Dataset entries:
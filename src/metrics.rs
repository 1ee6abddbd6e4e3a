use prometheus::{
    register_histogram, register_int_counter, register_int_counter_vec, register_int_gauge,
    Histogram, IntCounter, IntCounterVec, IntGauge,
};

lazy_static::lazy_static! {
    pub static ref HTTP_REQUESTS_TOTAL: IntCounterVec = register_int_counter_vec!(
        "mayfly_http_requests_total", "Total HTTP requests", &["method", "path", "status"]
    ).unwrap();
    pub static ref DOCUMENTS_INGESTED_TOTAL: IntCounter = register_int_counter!(
        "mayfly_documents_ingested_total", "Documents accepted for indexing"
    ).unwrap();
    pub static ref INGEST_REJECTED_TOTAL: IntCounterVec = register_int_counter_vec!(
        "mayfly_ingest_rejected_total", "Rejected ingestion requests", &["reason"]
    ).unwrap();
    pub static ref QUERIES_TOTAL: IntCounter = register_int_counter!(
        "mayfly_queries_total", "Total queries executed"
    ).unwrap();
    pub static ref QUERY_DURATION: Histogram = register_histogram!(
        "mayfly_query_duration_seconds", "Query duration",
        vec![0.0001, 0.0005, 0.001, 0.005, 0.01, 0.05, 0.1, 0.25, 0.5, 1.0]
    ).unwrap();
    pub static ref UPDATES_APPLIED_TOTAL: IntCounter = register_int_counter!(
        "mayfly_updates_applied_total", "Edits published by maintenance applies"
    ).unwrap();
    pub static ref UPDATES_EXPIRED_TOTAL: IntCounter = register_int_counter!(
        "mayfly_updates_expired_total", "Postings evicted by expiration"
    ).unwrap();
    pub static ref POSTING_COUNT: IntGauge = register_int_gauge!(
        "mayfly_posting_count", "Published postings in the index"
    ).unwrap();
    pub static ref EXPIRE_TABLE_SIZE: IntGauge = register_int_gauge!(
        "mayfly_expire_table_size", "Tracked (term, doc) deadline pairs"
    ).unwrap();
    pub static ref UPDATE_QUEUE_DEPTH: IntGauge = register_int_gauge!(
        "mayfly_update_queue_depth", "Jobs waiting in the update queue"
    ).unwrap();
    pub static ref SNAPSHOTS_TOTAL: IntCounterVec = register_int_counter_vec!(
        "mayfly_snapshots_total", "Snapshot dumps", &["status"]
    ).unwrap();
    pub static ref MAINTENANCE_TICKS_TOTAL: IntCounter = register_int_counter!(
        "mayfly_maintenance_ticks_total", "Maintenance loop iterations"
    ).unwrap();
}

pub fn init() {
    lazy_static::initialize(&HTTP_REQUESTS_TOTAL);
    lazy_static::initialize(&DOCUMENTS_INGESTED_TOTAL);
    lazy_static::initialize(&INGEST_REJECTED_TOTAL);
    lazy_static::initialize(&QUERIES_TOTAL);
    lazy_static::initialize(&QUERY_DURATION);
    lazy_static::initialize(&UPDATES_APPLIED_TOTAL);
    lazy_static::initialize(&UPDATES_EXPIRED_TOTAL);
    lazy_static::initialize(&POSTING_COUNT);
    lazy_static::initialize(&EXPIRE_TABLE_SIZE);
    lazy_static::initialize(&UPDATE_QUEUE_DEPTH);
    lazy_static::initialize(&SNAPSHOTS_TOTAL);
    lazy_static::initialize(&MAINTENANCE_TICKS_TOTAL);
}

What you need to do: Exact copies of the lines from the one holding "lazy_static::initialize(&INGEST_REJECTED_TOTAL);" to the end of the entries are all that should be written.

Response to this exercise:
    lazy_static::initialize(&INGEST_REJECTED_TOTAL);
    lazy_static::initialize(&QUERIES_TOTAL);
    lazy_static::initialize(&QUERY_DURATION);
    lazy_static::initialize(&UPDATES_APPLIED_TOTAL);
    lazy_static::initialize(&UPDATES_EXPIRED_TOTAL);
    lazy_static::initialize(&POSTING_COUNT);
    lazy_static::initialize(&EXPIRE_TABLE_SIZE);
    lazy_static::initialize(&UPDATE_QUEUE_DEPTH);
    lazy_static::initialize(&SNAPSHOTS_TOTAL);
    lazy_static::initialize(&MAINTENANCE_TICKS_TOTAL);
}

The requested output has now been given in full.